What I find interesting is that the split Willison identified has become a genuine workflow split inside engineering teams, not just a philosophical distinction. The same developer might vibe-code a throwaway exploration tool in the morning and then carefully review every AI suggestion for a production auth change in the afternoon. The question is whether they’re explicitly choosing the mode or just defaulting.

What Defaulting Gets You

The failure mode I’ve seen most often is not developers who consciously chose to vibe code production systems. It’s developers who started treating AI suggestions like trusted documentation without deciding to do so.

Here’s how it happens: you’re writing a feature, you ask Copilot or Claude for a suggestion, the suggestion looks correct, you’re in flow, you accept it and move on. You did that twenty times in the sprint. You technically reviewed each piece — a quick scan — but you didn’t run the mental model that asks “would I have written this, and if not, why is the AI writing it this way?”

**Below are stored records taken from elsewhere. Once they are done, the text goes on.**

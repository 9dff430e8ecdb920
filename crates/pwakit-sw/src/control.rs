//! Page-to-worker control channel.
//!
//! Exactly four commands exist. Each call carries its own reply port, so
//! concurrent callers never see each other's replies.

use std::sync::atomic::{AtomicI64, Ordering};

use chrono::{DateTime, Utc};
use futures::future::join_all;
use pwakit_net::Request;
use serde::{Deserialize, Serialize};
use serde_json::Value;
use tokio::sync::oneshot;
use tracing::{debug, info, warn};

use crate::cache::CacheEntry;
use crate::lifecycle::ServiceWorkerState;
use crate::worker::ServiceWorker;
use crate::{Result, ServiceWorkerError};

const MESSAGE_TYPES: [&str; 4] = ["SKIP_WAITING", "GET_VERSION", "CLEAR_CACHE", "CACHE_URLS"];

/// A command sent from a page to its worker.
#[derive(Debug, Clone, PartialEq, Eq, Serialize, Deserialize)]
#[serde(tag = "type", content = "payload", rename_all = "SCREAMING_SNAKE_CASE")]
pub enum ControlMessage {
    /// Promote a waiting worker now. No reply.
    SkipWaiting,
    /// Report the cache version.
    GetVersion,
    /// Delete every cache partition of the origin.
    ClearCache,
    /// Fetch and store extra URLs into the dynamic partition.
    CacheUrls { urls: Vec<String> },
}

impl ControlMessage {
    /// Decode a raw JSON message.
    ///
    /// A `type` outside the four known commands is [`ServiceWorkerError::UnknownMessage`];
    /// a known type with a malformed payload is [`ServiceWorkerError::InvalidMessage`].
    pub fn from_value(value: &Value) -> Result<Self> {
        let kind = value
            .get("type")
            .and_then(Value::as_str)
            .ok_or_else(|| ServiceWorkerError::InvalidMessage("missing string field `type`".into()))?;
        if !MESSAGE_TYPES.contains(&kind) {
            return Err(ServiceWorkerError::UnknownMessage(kind.to_string()));
        }
        serde_json::from_value(value.clone())
            .map_err(|e| ServiceWorkerError::InvalidMessage(format!("{kind}: {e}")))
    }

    /// Wire name of the message type.
    pub fn kind(&self) -> &'static str {
        match self {
            ControlMessage::SkipWaiting => MESSAGE_TYPES[0],
            ControlMessage::GetVersion => MESSAGE_TYPES[1],
            ControlMessage::ClearCache => MESSAGE_TYPES[2],
            ControlMessage::CacheUrls { .. } => MESSAGE_TYPES[3],
        }
    }
}

/// Reply to a control message.
#[derive(Debug, Clone, PartialEq, Eq, Serialize, Deserialize)]
#[serde(untagged)]
pub enum ControlReply {
    Version {
        version: String,
        timestamp: DateTime<Utc>,
    },
    Success {
        success: bool,
    },
}

/// Sending half of a per-call reply channel.
#[derive(Debug)]
pub struct ReplyPort(oneshot::Sender<ControlReply>);

impl ReplyPort {
    /// Deliver the reply. Returns `false` if the caller stopped listening.
    pub fn send(self, reply: ControlReply) -> bool {
        self.0.send(reply).is_ok()
    }
}

/// Create a reply port and the receiver the caller awaits.
pub fn reply_channel() -> (ReplyPort, oneshot::Receiver<ControlReply>) {
    let (tx, rx) = oneshot::channel();
    (ReplyPort(tx), rx)
}

/// Millisecond clock that never repeats or goes backwards.
#[derive(Debug, Default)]
pub(crate) struct VersionClock {
    last: AtomicI64,
}

impl VersionClock {
    pub(crate) fn next(&self) -> DateTime<Utc> {
        let now = Utc::now().timestamp_millis();
        let mut prev = self.last.load(Ordering::Acquire);
        loop {
            let next = now.max(prev + 1);
            match self
                .last
                .compare_exchange_weak(prev, next, Ordering::AcqRel, Ordering::Acquire)
            {
                Ok(_) => return DateTime::from_timestamp_millis(next).unwrap_or_else(Utc::now),
                Err(actual) => prev = actual,
            }
        }
    }
}

impl ServiceWorker {
    /// Handle a control message, replying on `port` where the command has a reply.
    pub async fn handle_message(
        &self,
        message: ControlMessage,
        port: Option<ReplyPort>,
    ) -> Result<()> {
        if self.state() == ServiceWorkerState::Redundant {
            return Err(ServiceWorkerError::StateError(format!(
                "worker {} is redundant",
                self.id.raw()
            )));
        }
        debug!(worker = self.id.raw(), message = message.kind(), "Control message");

        match message {
            ControlMessage::SkipWaiting => {
                self.skip_waiting();
                Ok(())
            }
            ControlMessage::GetVersion => {
                reply(
                    port,
                    ControlReply::Version {
                        version: self.config.version_name(),
                        timestamp: self.clock.next(),
                    },
                );
                Ok(())
            }
            ControlMessage::ClearCache => match self.caches.clear().await {
                Ok(deleted) => {
                    info!(worker = self.id.raw(), deleted, "Cleared all caches");
                    reply(port, ControlReply::Success { success: true });
                    Ok(())
                }
                Err(e) => {
                    warn!(worker = self.id.raw(), error = %e, "Clearing caches failed");
                    reply(port, ControlReply::Success { success: false });
                    Err(e)
                }
            },
            ControlMessage::CacheUrls { urls } => {
                let stored = self.cache_urls(&urls).await;
                info!(
                    worker = self.id.raw(),
                    requested = urls.len(),
                    stored,
                    "Cached additional URLs"
                );
                reply(port, ControlReply::Success { success: true });
                Ok(())
            }
        }
    }

    /// Decode and handle a raw JSON message.
    pub async fn handle_raw_message(&self, value: &Value, port: Option<ReplyPort>) -> Result<()> {
        let message = ControlMessage::from_value(value)?;
        self.handle_message(message, port).await
    }

    /// Fetch every URL concurrently. Failures are logged and skipped.
    async fn cache_urls(&self, urls: &[String]) -> usize {
        let dynamic = self.config.dynamic_cache_name();
        let attempts = urls.iter().map(|raw| {
            let dynamic = dynamic.as_str();
            async move {
                let url = match self.scope.join(raw) {
                    Ok(url) => url,
                    Err(e) => {
                        warn!(url = %raw, error = %e, "Skipping unparseable URL");
                        return false;
                    }
                };
                let request = Request::get(url);
                match self.fetcher.fetch(request.clone()).await {
                    Ok(response) if response.cacheable() => {
                        let entry = CacheEntry::from_response(&request, &response);
                        match self.caches.put(dynamic, entry).await {
                            Ok(()) => true,
                            Err(e) => {
                                warn!(url = %request.url, error = %e, "Cache write failed");
                                false
                            }
                        }
                    }
                    Ok(response) => {
                        warn!(url = %request.url, status = %response.status, redirected = response.redirected, "Not caching response");
                        false
                    }
                    Err(e) => {
                        warn!(url = %request.url, error = %e, "Failed to cache URL");
                        false
                    }
                }
            }
        });
        join_all(attempts).await.into_iter().filter(|ok| *ok).count()
    }
}

fn reply(port: Option<ReplyPort>, message: ControlReply) {
    match port {
        Some(port) => {
            if !port.send(message) {
                debug!("Reply receiver dropped");
            }
        }
        None => warn!("Message expects a reply but no reply port was given"),
    }
}

#[cfg(test)]
mod tests {
    use super::*;
    use serde_json::json;

    #[test]
    fn test_decode_known_messages() {
        assert_eq!(
            ControlMessage::from_value(&json!({"type": "SKIP_WAITING"})).unwrap(),
            ControlMessage::SkipWaiting
        );
        assert_eq!(
            ControlMessage::from_value(&json!({"type": "GET_VERSION"})).unwrap(),
            ControlMessage::GetVersion
        );
        assert_eq!(
            ControlMessage::from_value(&json!({
                "type": "CACHE_URLS",
                "payload": {"urls": ["/a", "/b"]}
            }))
            .unwrap(),
            ControlMessage::CacheUrls {
                urls: vec!["/a".into(), "/b".into()]
            }
        );
    }

    #[test]
    fn test_unknown_type_is_explicit_error() {
        let err = ControlMessage::from_value(&json!({"type": "PING"})).unwrap_err();
        assert!(matches!(err, ServiceWorkerError::UnknownMessage(t) if t == "PING"));
    }

    #[test]
    fn test_malformed_messages() {
        let err = ControlMessage::from_value(&json!({"type": "CACHE_URLS"})).unwrap_err();
        assert!(matches!(err, ServiceWorkerError::InvalidMessage(_)));

        let err = ControlMessage::from_value(&json!({
            "type": "CACHE_URLS",
            "payload": {"urls": "not-a-list"}
        }))
        .unwrap_err();
        assert!(matches!(err, ServiceWorkerError::InvalidMessage(_)));

        let err = ControlMessage::from_value(&json!({"payload": {}})).unwrap_err();
        assert!(matches!(err, ServiceWorkerError::InvalidMessage(_)));
    }

    #[test]
    fn test_wire_shape() {
        let value = serde_json::to_value(ControlMessage::CacheUrls {
            urls: vec!["/x".into()],
        })
        .unwrap();
        assert_eq!(value, json!({"type": "CACHE_URLS", "payload": {"urls": ["/x"]}}));

        let value = serde_json::to_value(ControlReply::Success { success: true }).unwrap();
        assert_eq!(value, json!({"success": true}));
    }

    #[test]
    fn test_clock_strictly_increases() {
        let clock = VersionClock::default();
        let mut last = clock.next();
        for _ in 0..1000 {
            let next = clock.next();
            assert!(next > last);
            last = next;
        }
    }

    #[tokio::test]
    async fn test_reply_ports_are_independent() {
        let (a_port, a_rx) = reply_channel();
        let (b_port, b_rx) = reply_channel();

        assert!(b_port.send(ControlReply::Success { success: false }));
        assert!(a_port.send(ControlReply::Success { success: true }));

        assert_eq!(a_rx.await.unwrap(), ControlReply::Success { success: true });
        assert_eq!(b_rx.await.unwrap(), ControlReply::Success { success: false });
    }
}
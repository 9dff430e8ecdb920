//! Background sync.
//!
//! The page registers the configured tag when connectivity returns; what the
//! worker does then is up to the embedding application's [`SyncHandler`].

use futures::future::{self, BoxFuture, FutureExt};
use tracing::{debug, info, warn};

use crate::worker::ServiceWorker;
use crate::{Result, ServiceWorkerError};

/// Work to run when a background sync fires.
pub trait SyncHandler: Send + Sync {
    fn sync<'a>(&'a self, tag: &'a str) -> BoxFuture<'a, pwakit_common::Result<()>>;
}

/// Handler that does nothing.
#[derive(Debug, Default, Clone, Copy)]
pub struct NoopSync;

impl SyncHandler for NoopSync {
    fn sync<'a>(&'a self, tag: &'a str) -> BoxFuture<'a, pwakit_common::Result<()>> {
        debug!(tag, "No sync handler installed");
        future::ready(Ok(())).boxed()
    }
}

impl ServiceWorker {
    /// Run a background sync for `tag`.
    ///
    /// Returns `Ok(false)` for tags other than the configured one. Handler
    /// errors are returned so the host can retry later.
    pub async fn handle_sync(&self, tag: &str) -> Result<bool> {
        if !self.is_active() {
            return Err(ServiceWorkerError::StateError(format!(
                "sync on inactive worker {}",
                self.id.raw()
            )));
        }
        if tag != self.config.sync_tag {
            debug!(worker = self.id.raw(), tag, "Ignoring sync tag");
            return Ok(false);
        }

        match self.sync_handler.sync(tag).await {
            Ok(()) => {
                info!(worker = self.id.raw(), tag, "Background sync complete");
                Ok(true)
            }
            Err(e) => {
                warn!(worker = self.id.raw(), tag, error = %e, "Background sync failed");
                Err(ServiceWorkerError::SyncFailed {
                    tag: tag.to_string(),
                    reason: e.to_string(),
                })
            }
        }
    }
}
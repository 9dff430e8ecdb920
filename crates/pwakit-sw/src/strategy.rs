//! Caching strategies.
//!
//! | Route          | Strategy               | Writes to                 |
//! |----------------|------------------------|---------------------------|
//! | static         | cache-first + refresh  | static                    |
//! | dynamic page   | network-first          | dynamic                   |
//! | asset          | stale-while-revalidate | static or dynamic by path |
//! | other (same origin) | network-first     | dynamic                   |
//! | cross-origin   | bypass                 | -                         |
//!
//! Only 2xx responses reached without a redirect are stored. Anything that
//! ends without a response goes to the offline fallback.

use std::future::Future;
use std::sync::{Arc, Mutex, PoisonError};

use http::Method;
use pwakit_net::{Fetcher, NetError, Request, Response};
use tokio::task::JoinSet;
use tracing::{debug, trace, warn};
use url::Url;

use crate::cache::{CacheEntry, CacheKey, CacheStorage};
use crate::config::WorkerConfig;
use crate::offline;
use crate::route::{RouteClass, RouteClassifier};
use crate::Result;

/// Where a served response came from.
#[derive(Debug, Clone, Copy, PartialEq, Eq)]
pub enum ResponseSource {
    Network,
    Cache,
    OfflinePage,
    Synthesized,
}

/// A response produced by the worker.
#[derive(Debug, Clone)]
pub struct ServedResponse {
    pub response: Response,
    pub source: ResponseSource,
}

impl ServedResponse {
    pub(crate) fn network(response: Response) -> Self {
        Self {
            response,
            source: ResponseSource::Network,
        }
    }

    pub(crate) fn cached(entry: &CacheEntry) -> Self {
        Self {
            response: entry.to_response(),
            source: ResponseSource::Cache,
        }
    }
}

/// Result of intercepting a fetch.
#[derive(Debug, Clone)]
pub enum FetchOutcome {
    /// The worker produced a response.
    Respond(ServedResponse),
    /// Not intercepted: the caller goes to the network unmodified.
    Bypass,
}

/// Background work that outlives the fetch that started it.
#[derive(Debug, Default, Clone)]
pub(crate) struct BackgroundTasks {
    set: Arc<Mutex<JoinSet<()>>>,
}

impl BackgroundTasks {
    fn spawn<F>(&self, task: F)
    where
        F: Future<Output = ()> + Send + 'static,
    {
        let mut set = self.set.lock().unwrap_or_else(PoisonError::into_inner);
        // Drop bookkeeping for tasks that already finished.
        while set.try_join_next().is_some() {}
        set.spawn(task);
    }

    /// Wait until no background task is left, including ones spawned meanwhile.
    async fn settle(&self) {
        loop {
            let mut pending = {
                let mut set = self.set.lock().unwrap_or_else(PoisonError::into_inner);
                std::mem::take(&mut *set)
            };
            if pending.is_empty() {
                return;
            }
            while let Some(result) = pending.join_next().await {
                if let Err(e) = result {
                    warn!(error = %e, "Background task did not complete");
                }
            }
        }
    }
}

struct ControllerInner {
    scope: Url,
    config: Arc<WorkerConfig>,
    routes: RouteClassifier,
    caches: Arc<CacheStorage>,
    fetcher: Arc<dyn Fetcher>,
    tasks: BackgroundTasks,
}

/// Chooses and runs a caching strategy per intercepted request.
#[derive(Clone)]
pub struct CacheController {
    inner: Arc<ControllerInner>,
}

impl CacheController {
    pub fn new(
        scope: Url,
        config: Arc<WorkerConfig>,
        caches: Arc<CacheStorage>,
        fetcher: Arc<dyn Fetcher>,
    ) -> Result<Self> {
        let routes = RouteClassifier::new(&config)?;
        Ok(Self {
            inner: Arc::new(ControllerInner {
                scope,
                config,
                routes,
                caches,
                fetcher,
                tasks: BackgroundTasks::default(),
            }),
        })
    }

    pub fn routes(&self) -> &RouteClassifier {
        &self.inner.routes
    }

    /// Produce a response for `request`, or decline to intercept it.
    pub async fn handle(&self, request: Request) -> FetchOutcome {
        if !request.is_http() || request.url.origin() != self.inner.scope.origin() {
            trace!(url = %request.url, "Not intercepted");
            return FetchOutcome::Bypass;
        }

        let served = if request.method != Method::GET {
            self.network_only(&request).await
        } else {
            let route = self.inner.routes.classify(request.url.path());
            debug!(url = %request.url, ?route, "Handling fetch");
            match route {
                RouteClass::Static => self.cache_first(&request).await,
                RouteClass::DynamicPage | RouteClass::Other => self.network_first(&request).await,
                RouteClass::Asset => self.stale_while_revalidate(&request).await,
            }
        };

        let served = match served {
            Ok(served) => served,
            Err(e) => {
                warn!(url = %request.url, error = %e, "No response available, using offline fallback");
                offline::respond(
                    &self.inner.caches,
                    &self.inner.config,
                    &self.inner.scope,
                    &request,
                )
                .await
            }
        };
        FetchOutcome::Respond(served)
    }

    /// Wait for outstanding background refreshes.
    pub async fn settle(&self) {
        self.inner.tasks.settle().await;
    }

    async fn network_only(&self, request: &Request) -> std::result::Result<ServedResponse, NetError> {
        let response = self.inner.fetcher.fetch(request.clone()).await?;
        Ok(ServedResponse::network(response))
    }

    /// Serve from cache when present and refresh in the background; otherwise
    /// fetch and store into the static partition.
    async fn cache_first(&self, request: &Request) -> std::result::Result<ServedResponse, NetError> {
        let key = CacheKey::for_request(request);
        if let Some(entry) = self.inner.caches.match_request(&key).await {
            trace!(key = %key, "Cache hit");
            self.spawn_refresh(request);
            return Ok(ServedResponse::cached(&entry));
        }

        let response = self.inner.fetcher.fetch(request.clone()).await?;
        if response.cacheable() {
            self.store(&self.inner.config.static_cache_name(), request, &response)
                .await;
        }
        Ok(ServedResponse::network(response))
    }

    /// Prefer the network, storing successes into the dynamic partition; fall
    /// back to any cached copy when the network fails.
    async fn network_first(&self, request: &Request) -> std::result::Result<ServedResponse, NetError> {
        match self.inner.fetcher.fetch(request.clone()).await {
            Ok(response) => {
                if response.cacheable() {
                    self.store(&self.inner.config.dynamic_cache_name(), request, &response)
                        .await;
                }
                Ok(ServedResponse::network(response))
            }
            Err(e) => {
                debug!(url = %request.url, error = %e, "Network failed, trying cache");
                let key = CacheKey::for_request(request);
                match self.inner.caches.match_request(&key).await {
                    Some(entry) => Ok(ServedResponse::cached(&entry)),
                    None => Err(e),
                }
            }
        }
    }

    /// Serve the cached copy as read now and refresh behind it; without a
    /// cached copy, wait for the network.
    async fn stale_while_revalidate(
        &self,
        request: &Request,
    ) -> std::result::Result<ServedResponse, NetError> {
        let key = CacheKey::for_request(request);
        if let Some(entry) = self.inner.caches.match_request(&key).await {
            self.spawn_refresh(request);
            return Ok(ServedResponse::cached(&entry));
        }
        let response = self.refresh(request.clone()).await?;
        Ok(ServedResponse::network(response))
    }

    /// Fetch and store into the partition matching the path.
    async fn refresh(&self, request: Request) -> std::result::Result<Response, NetError> {
        let response = self.inner.fetcher.fetch(request.clone()).await?;
        if response.cacheable() {
            let partition = if self.inner.routes.is_static(request.url.path()) {
                self.inner.config.static_cache_name()
            } else {
                self.inner.config.dynamic_cache_name()
            };
            self.store(&partition, &request, &response).await;
        }
        Ok(response)
    }

    fn spawn_refresh(&self, request: &Request) {
        let this = self.clone();
        let request = request.duplicate();
        self.inner.tasks.spawn(async move {
            let url = request.url.clone();
            match this.refresh(request).await {
                Ok(response) => trace!(url = %url, status = %response.status, "Background refresh done"),
                Err(e) => warn!(url = %url, error = %e, "Background refresh failed"),
            }
        });
    }

    async fn store(&self, partition: &str, request: &Request, response: &Response) {
        let entry = CacheEntry::from_response(request, response);
        if let Err(e) = self.inner.caches.put(partition, entry).await {
            warn!(cache = partition, url = %request.url, error = %e, "Cache write failed");
        }
    }
}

That gap — between scanning and understanding — is where the Willison distinction really lives. Scanning is what you do at vibe-coding speed. Understanding is what professional AI-assisted coding requires.

I’ve started thinking of it as the “could I defend this in a postmortem?” test. If something goes wrong with this code at 2am, can I explain what it’s doing and why the failure happened? If the answer is no — if I’d need to re-read the AI-generated code to understand it — then I didn’t review it properly and I’m carrying a debt I don’t have a full account of.

The Agentic Complication

Both Willison and Karpathy have written about how agentic systems complicate this further. When you’re not just accepting suggestions but running multi-step agents that write code, run tests, modify files, and loop back — the surface area of “what did the AI actually do” expands dramatically.

Willison has written about what he calls “lethal trifecta” risks in LLM agents: the combination of tools with access to private data, exposure to untrusted content, and the ability to externally communicate. In a vibe-coding agent scenario, you can end up with a system that’s executing code you never read, calling APIs you didn’t explicitly authorize, and modifying state you didn’t ask it to modify — all in the service of “build me a feature.”

The agentic case is where the accountability question gets genuinely hard. You can establish a golden rule about reviewing code before committing it when the AI is giving you suggestions. What’s the equivalent rule when an agent is running a 47-step loop that modifies 23 files?

I don’t think anyone has fully answered this yet, including Willison. The best current practice is checkpointing — requiring human review at meaningful decision points in an agent run, not just at the final output. But the tooling for this is still immature.

The Useful Conclusion

The Karpathy framing and the Willison framing are not actually in conflict. Karpathy described something real and useful. Willison said “yes, but that thing is not the same as what we should be doing with production code, and conflating them creates problems.” Both points are correct.

What I’ve landed on in practice: the mode of coding should be a deliberate choice made based on the lifetime and risk profile of what you’re building. Not a default you fall into because the tool makes generation easy.

Vibe coding for a weekend project that will run once and get deleted: go for it. Vibe coding for the function that handles password resets: absolutely not.

The word for the gap between those two things is judgment. AI doesn’t change the fact that engineering requires it. If anything, the acceleration that AI provides makes the judgment more consequential, not less. You can make bad decisions much faster now, and bad decisions at speed compound faster than bad decisions at human pace.

That’s what Willison was getting at. That’s the distinction worth holding onto.